In total, subjects from the experimental group participated in at least 12 months of a vertical jumping program without any significant change in BMD from six to twelve months (off-season). The failure to recover bone loss during the off-season for most of the male subjects suggests a cumulative effect from years of cycling on bone loss (Barry & Kohrt, 2008). This clearly demonstrates the need for a bone loading program throughout the competitive season to decrease the rate at which bone mass is lost, with a progressive bone loading program in the off-season to try to recover BMD values to baseline (pre-competitive season).
In 2016, the International Olympic Committee updated their Consensus Statement on the Female Athlete Triad.

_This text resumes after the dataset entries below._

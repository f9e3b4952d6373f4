//! Message transport between ceremony participants.
//!
//! Two backends speak the same HTTP contract:
//!
//! - [`HttpRelay`]: the public relay reached over the internet.
//! - [`MediatorRelay`]: a [`LocalMediator`] advertised on the local
//!   network. The initiating device hosts it; joiners resolve its service
//!   name over mDNS and reach it through an [`HttpRelay`].
//!
//! Callers hold an `Arc<dyn MessageRelay>` from [`relay_for`] and never
//! branch on the active backend.

pub mod http;
pub mod lan;
pub mod mediator;
pub mod routes;

#[cfg(test)]
pub(crate) mod memory;

use std::sync::Arc;

use async_trait::async_trait;
use serde::{Deserialize, Serialize};

use crate::config::{NetworkMode, Settings};
use crate::error::KeysignResult;
use crate::session::Role;
use crate::signature::SignaturePackage;

pub use http::HttpRelay;
pub use lan::{MdnsAdvertiser, MdnsResolver};
pub use mediator::{
    LocalMediator, LogAdvertiser, MediatorRelay, MediatorResolver, ServiceAdvertiser,
};

/// Header carrying the per-hash topic.
pub const MESSAGE_ID_HEADER: &str = "message_id";

/// One opaque ceremony message in a recipient's mailbox.
#[derive(Debug, Clone, PartialEq, Eq, Serialize, Deserialize)]
pub struct RelayMessage {
    pub session_id: String,
    pub from: String,
    pub to: Vec<String>,
    /// Sealed payload, base64.
    pub body: String,
    /// Hex SHA-256 of `body`.
    pub hash: String,
    pub sequence_no: u64,
}

/// Transport contract shared by the public relay and the local mediator.
#[async_trait]
pub trait MessageRelay: Send + Sync {
    fn mode(&self) -> NetworkMode;

    /// Session base URL peers use to reach this backend.
    fn base_url(&self) -> String;

    /// Local-network service name, for backends announced over mDNS.
    fn service_name(&self) -> Option<String> {
        None
    }

    /// Bring the backend up. No-op for the public relay.
    async fn prepare(&self) -> KeysignResult<()> {
        Ok(())
    }

    /// Tear the backend down. No-op for the public relay.
    async fn release(&self) -> KeysignResult<()> {
        Ok(())
    }

    /// Register `parties` under `session_id`, merging with existing ones.
    async fn start_session(&self, session_id: &str, parties: &[String]) -> KeysignResult<()>;

    async fn get_participants(&self, session_id: &str) -> KeysignResult<Vec<String>>;

    async fn end_session(&self, session_id: &str) -> KeysignResult<()>;

    /// Initiator publishes the committee; this is the start signal.
    async fn start_with_committee(
        &self,
        session_id: &str,
        committee: &[String],
    ) -> KeysignResult<()>;

    /// Published committee, or `None` before the initiator starts.
    async fn check_committee(&self, session_id: &str) -> KeysignResult<Option<Vec<String>>>;

    async fn send(
        &self,
        session_id: &str,
        message_id: Option<&str>,
        message: &RelayMessage,
    ) -> KeysignResult<()>;

    async fn receive(
        &self,
        session_id: &str,
        party: &str,
        message_id: Option<&str>,
    ) -> KeysignResult<Vec<RelayMessage>>;

    async fn acknowledge(
        &self,
        session_id: &str,
        party: &str,
        hash: &str,
        message_id: Option<&str>,
    ) -> KeysignResult<()>;

    async fn upload_setup_message(
        &self,
        session_id: &str,
        message_id: Option<&str>,
        payload: &str,
    ) -> KeysignResult<()>;

    async fn get_setup_message(
        &self,
        session_id: &str,
        message_id: Option<&str>,
    ) -> KeysignResult<Option<String>>;

    async fn mark_complete(&self, session_id: &str, party: &str) -> KeysignResult<()>;

    async fn completed_parties(&self, session_id: &str) -> KeysignResult<Vec<String>>;

    async fn publish_signature(
        &self,
        session_id: &str,
        message_id: &str,
        signature: &SignaturePackage,
    ) -> KeysignResult<()>;

    async fn fetch_signature(
        &self,
        session_id: &str,
        message_id: &str,
    ) -> KeysignResult<Option<SignaturePackage>>;
}

/// Pick the backend for `mode`.
///
/// In local mode the initiator hosts a mediator announced as
/// `service_name`; a joiner resolves that name to the initiator's address.
pub fn relay_for(
    mode: NetworkMode,
    role: Role,
    service_name: &str,
    settings: &Settings,
) -> KeysignResult<Arc<dyn MessageRelay>> {
    let relay: Arc<dyn MessageRelay> = match (mode, role) {
        (NetworkMode::Relay, _) => Arc::new(HttpRelay::new(settings.relay_url(), settings)?),
        (NetworkMode::Local, Role::Initiator) => Arc::new(MediatorRelay::host(
            settings,
            service_name,
            Arc::new(MdnsAdvertiser::default()),
        )?),
        (NetworkMode::Local, Role::Joiner) => Arc::new(MediatorRelay::remote(
            settings,
            service_name,
            Arc::new(MdnsResolver::new(settings.request_timeout())),
        )?),
    };
    tracing::debug!(mode = %mode, role = ?role, "Selected relay backend");
    Ok(relay)
}
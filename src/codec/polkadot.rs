//! Polkadot `Balances.transfer_allow_death` extrinsics (v4, Ed25519).

use blake2::{
    Blake2b, Digest,
    digest::consts::{U32, U64},
};
use parity_scale_codec::{Compact, Encode};

use super::{ChainCodec, ChainSpecific, PreSignHash, SignedTransaction, TransactionIntent};
use crate::error::{KeysignError, KeysignResult};
use crate::ledger::SignatureLedger;

pub const POLKADOT_SS58_PREFIX: u16 = 0;
pub const ERA_PERIOD: u64 = 64;

const BALANCES_PALLET: u8 = 5;
const TRANSFER_ALLOW_DEATH: u8 = 0;
const MULTI_ADDRESS_ID: u8 = 0x00;
const MULTI_SIGNATURE_ED25519: u8 = 0x00;
/// Signed bit plus extrinsic format version 4.
const SIGNED_EXTRINSIC_V4: u8 = 0x84;
const MAX_UNHASHED_PAYLOAD: usize = 256;

fn blake2b256(data: &[u8]) -> [u8; 32] {
    let mut out = [0u8; 32];
    out.copy_from_slice(&Blake2b::<U32>::digest(data));
    out
}

fn ss58_checksum(data: &[u8]) -> [u8; 2] {
    let mut hasher = Blake2b::<U64>::new();
    hasher.update(b"SS58PRE");
    hasher.update(data);
    let hash = hasher.finalize();
    [hash[0], hash[1]]
}

/// Account id and network prefix of an SS58 address.
pub fn decode_ss58(address: &str) -> KeysignResult<([u8; 32], u16)> {
    let invalid = |reason: &str| KeysignError::InvalidAddress(format!("{address}: {reason}"));
    let bytes = bs58::decode(address)
        .into_vec()
        .map_err(|_| invalid("not base58"))?;

    let (prefix, prefix_len) = match bytes.first() {
        Some(b) if *b < 64 => (u16::from(*b), 1),
        Some(b) if *b < 128 => {
            let second = *bytes.get(1).ok_or_else(|| invalid("truncated"))?;
            let lower = (u16::from(*b & 0x3f) << 2) | u16::from(second >> 6);
            let upper = u16::from(second & 0x3f) << 8;
            (lower | upper, 2)
        }
        _ => return Err(invalid("unsupported prefix")),
    };
    if bytes.len() != prefix_len + 32 + 2 {
        return Err(invalid("expected a 32-byte account id"));
    }

    let (body, checksum) = bytes.split_at(prefix_len + 32);
    if ss58_checksum(body).as_slice() != checksum {
        return Err(invalid("checksum mismatch"));
    }

    let mut account = [0u8; 32];
    account.copy_from_slice(&body[prefix_len..]);
    Ok((account, prefix))
}

/// SS58 address for a simple (single-byte) prefix.
pub fn encode_ss58(account: &[u8; 32], prefix: u8) -> String {
    let mut bytes = Vec::with_capacity(35);
    bytes.push(prefix);
    bytes.extend_from_slice(account);
    let checksum = ss58_checksum(&bytes);
    bytes.extend_from_slice(&checksum);
    bs58::encode(bytes).into_string()
}

/// Two-byte mortal era encoding.
pub fn mortal_era(period: u64, current_block: u64) -> [u8; 2] {
    let period = period
        .checked_next_power_of_two()
        .unwrap_or(1 << 16)
        .clamp(4, 1 << 16);
    let phase = current_block % period;
    let quantize_factor = (period >> 12).max(1);
    let quantized_phase = phase / quantize_factor * quantize_factor;

    let low = u64::from(period.trailing_zeros().saturating_sub(1).clamp(1, 15));
    let encoded = low | ((quantized_phase / quantize_factor) << 4);
    (encoded as u16).to_le_bytes()
}

fn decode_hash(value: &str, field: &str) -> KeysignResult<[u8; 32]> {
    let stripped = value.strip_prefix("0x").unwrap_or(value);
    hex::decode(stripped)
        .ok()
        .and_then(|bytes| bytes.try_into().ok())
        .ok_or_else(|| KeysignError::InvalidIntent(format!("{field} must be 32-byte hex")))
}

#[derive(Debug, Clone, PartialEq, Eq)]
pub struct UnsignedPolkadotTx {
    pub call: Vec<u8>,
    /// Era, nonce, tip and metadata-hash mode.
    pub extra: Vec<u8>,
    /// Spec and transaction versions, genesis hash, checkpoint hash, metadata hash.
    pub additional: Vec<u8>,
}

impl UnsignedPolkadotTx {
    pub fn signing_payload(&self) -> Vec<u8> {
        let mut payload =
            Vec::with_capacity(self.call.len() + self.extra.len() + self.additional.len());
        payload.extend_from_slice(&self.call);
        payload.extend_from_slice(&self.extra);
        payload.extend_from_slice(&self.additional);
        if payload.len() > MAX_UNHASHED_PAYLOAD {
            blake2b256(&payload).to_vec()
        } else {
            payload
        }
    }
}

pub struct PolkadotCodec;

impl ChainCodec for PolkadotCodec {
    type Unsigned = UnsignedPolkadotTx;

    fn build_unsigned(&self, intent: &TransactionIntent) -> KeysignResult<UnsignedPolkadotTx> {
        let ChainSpecific::Polkadot {
            recent_block_hash,
            nonce,
            current_block_number,
            spec_version,
            transaction_version,
            genesis_hash,
        } = &intent.chain_specific
        else {
            return Err(intent.mismatch("Polkadot"));
        };

        let (destination, prefix) = decode_ss58(&intent.to_address)?;
        if prefix != POLKADOT_SS58_PREFIX {
            return Err(KeysignError::InvalidAddress(format!(
                "{}: not a Polkadot address",
                intent.to_address
            )));
        }

        let mut call = vec![BALANCES_PALLET, TRANSFER_ALLOW_DEATH, MULTI_ADDRESS_ID];
        call.extend_from_slice(&destination);
        Compact(intent.amount).encode_to(&mut call);

        let mut extra = mortal_era(ERA_PERIOD, *current_block_number).to_vec();
        Compact(*nonce).encode_to(&mut extra);
        Compact(0u128).encode_to(&mut extra);
        // CheckMetadataHash disabled.
        extra.push(0);

        let mut additional = Vec::with_capacity(4 + 4 + 32 + 32 + 1);
        spec_version.encode_to(&mut additional);
        transaction_version.encode_to(&mut additional);
        additional.extend_from_slice(&decode_hash(genesis_hash, "genesis_hash")?);
        additional.extend_from_slice(&decode_hash(recent_block_hash, "recent_block_hash")?);
        None::<[u8; 32]>.encode_to(&mut additional);

        Ok(UnsignedPolkadotTx {
            call,
            extra,
            additional,
        })
    }

    fn pre_sign_hashes(&self, unsigned: &UnsignedPolkadotTx) -> KeysignResult<Vec<PreSignHash>> {
        Ok(vec![PreSignHash::new(unsigned.signing_payload())])
    }

    fn finalize(
        &self,
        unsigned: &UnsignedPolkadotTx,
        public_key: &[u8],
        ledger: &SignatureLedger,
    ) -> KeysignResult<SignedTransaction> {
        let hashes = self.pre_sign_hashes(unsigned)?;
        let signatures = super::collect_verified(&hashes, public_key, ledger)?;

        let mut body = vec![SIGNED_EXTRINSIC_V4, MULTI_ADDRESS_ID];
        body.extend_from_slice(public_key);
        body.push(MULTI_SIGNATURE_ED25519);
        body.extend_from_slice(&signatures[0].compact()?);
        body.extend_from_slice(&unsigned.extra);
        body.extend_from_slice(&unsigned.call);

        let length = u32::try_from(body.len())
            .map_err(|_| KeysignError::Internal("Extrinsic too large".to_string()))?;
        let mut raw_bytes = Compact(length).encode();
        raw_bytes.extend_from_slice(&body);

        let tx_hash = self.tx_hash(&raw_bytes)?;
        Ok(SignedTransaction {
            raw_bytes,
            tx_hash,
            signature: None,
        })
    }

    fn tx_hash(&self, final_bytes: &[u8]) -> KeysignResult<String> {
        Ok(format!("0x{}", hex::encode(blake2b256(final_bytes))))
    }
}

#[cfg(test)]
mod tests {
    use super::*;
    use crate::codec::intent::{Chain, Coin};
    use crate::signature::test_keys::{eddsa_public, eddsa_sign};

    const ALICE: &str = "15oF4uVJwmo4TdGW7VfQxNLavjCXviqxT9S1MgbjMNHr6Sp5";
    const ALICE_KEY: &str = "d43593c715fdd31c61141abd04a99fd6822c8558854ccde39a5684e7a56da27d";

    fn intent() -> TransactionIntent {
        TransactionIntent {
            coin: Coin {
                chain: Chain::Polkadot,
                ticker: "DOT".to_string(),
                address: String::new(),
                decimals: 10,
                contract_address: None,
                is_native_token: true,
                hex_public_key: hex::encode(eddsa_public()),
            },
            to_address: ALICE.to_string(),
            amount: 10_000_000_000,
            memo: None,
            chain_specific: ChainSpecific::Polkadot {
                recent_block_hash: format!("0x{}", "11".repeat(32)),
                nonce: 3,
                current_block_number: 20_000_123,
                spec_version: 1_003_000,
                transaction_version: 26,
                genesis_hash: format!("0x{}", "91".repeat(32)),
            },
        }
    }

    #[test]
    fn test_ss58_known_vector() {
        let (account, prefix) = decode_ss58(ALICE).unwrap();
        assert_eq!(hex::encode(account), ALICE_KEY);
        assert_eq!(prefix, 0);
        assert_eq!(encode_ss58(&account, 0), ALICE);
    }

    #[test]
    fn test_ss58_checksum_rejected() {
        let account = [7u8; 32];
        let mut bytes = bs58::decode(encode_ss58(&account, 0)).into_vec().unwrap();
        let last = bytes.len() - 1;
        bytes[last] ^= 1;
        assert!(decode_ss58(&bs58::encode(bytes).into_string()).is_err());
    }

    #[test]
    fn test_mortal_era_period_64() {
        let era = u16::from_le_bytes(mortal_era(64, 20_000_123));
        assert_eq!(era & 0x0f, 5);
        assert_eq!(u64::from(era >> 4), 20_000_123 % 64);
    }

    #[test]
    fn test_call_encoding() {
        let unsigned = PolkadotCodec.build_unsigned(&intent()).unwrap();
        assert_eq!(&unsigned.call[..3], &[5, 0, 0]);
        assert_eq!(hex::encode(&unsigned.call[3..35]), ALICE_KEY);
        assert_eq!(
            &unsigned.call[35..],
            Compact(10_000_000_000u128).encode().as_slice()
        );
        // era(2) nonce(1) tip(1) mode(1)
        assert_eq!(unsigned.extra.len(), 5);
        assert_eq!(unsigned.additional.len(), 73);
    }

    #[test]
    fn test_short_payload_signed_unhashed() {
        let unsigned = PolkadotCodec.build_unsigned(&intent()).unwrap();
        let payload = unsigned.signing_payload();
        assert!(payload.len() <= MAX_UNHASHED_PAYLOAD);
        assert!(payload.starts_with(&unsigned.call));
    }

    #[test]
    fn test_extrinsic_layout_and_hash() {
        let unsigned = PolkadotCodec.build_unsigned(&intent()).unwrap();
        let hash = &PolkadotCodec.pre_sign_hashes(&unsigned).unwrap()[0];
        let ledger = SignatureLedger::new();
        ledger.put(hash, eddsa_sign(hash.as_bytes())).unwrap();

        let signed = PolkadotCodec
            .finalize(&unsigned, &eddsa_public(), &ledger)
            .unwrap();
        let body_len = 1 + 1 + 32 + 1 + 64 + unsigned.extra.len() + unsigned.call.len();
        let prefix = Compact(body_len as u32).encode();
        assert!(signed.raw_bytes.starts_with(&prefix));
        assert_eq!(signed.raw_bytes[prefix.len()], SIGNED_EXTRINSIC_V4);
        assert!(signed.raw_bytes.ends_with(&unsigned.call));
        assert_eq!(
            signed.tx_hash,
            format!("0x{}", hex::encode(blake2b256(&signed.raw_bytes)))
        );
    }
}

The statement is broader defined as Relative Energy Deficiency in Sport (RED-S) to include negative energy balance in men who participate in sports. The most significant result of my research was that male cyclists exhibited more energy restriction that that of females. This was based on average caloric intake per week compared against total estimated energy expenditure. Caloric intake in males was also compared against the values established by Anne B. Loucks to prevent menstrual disorders in women (10, 20, 30, 45 kcal/kg/FFM).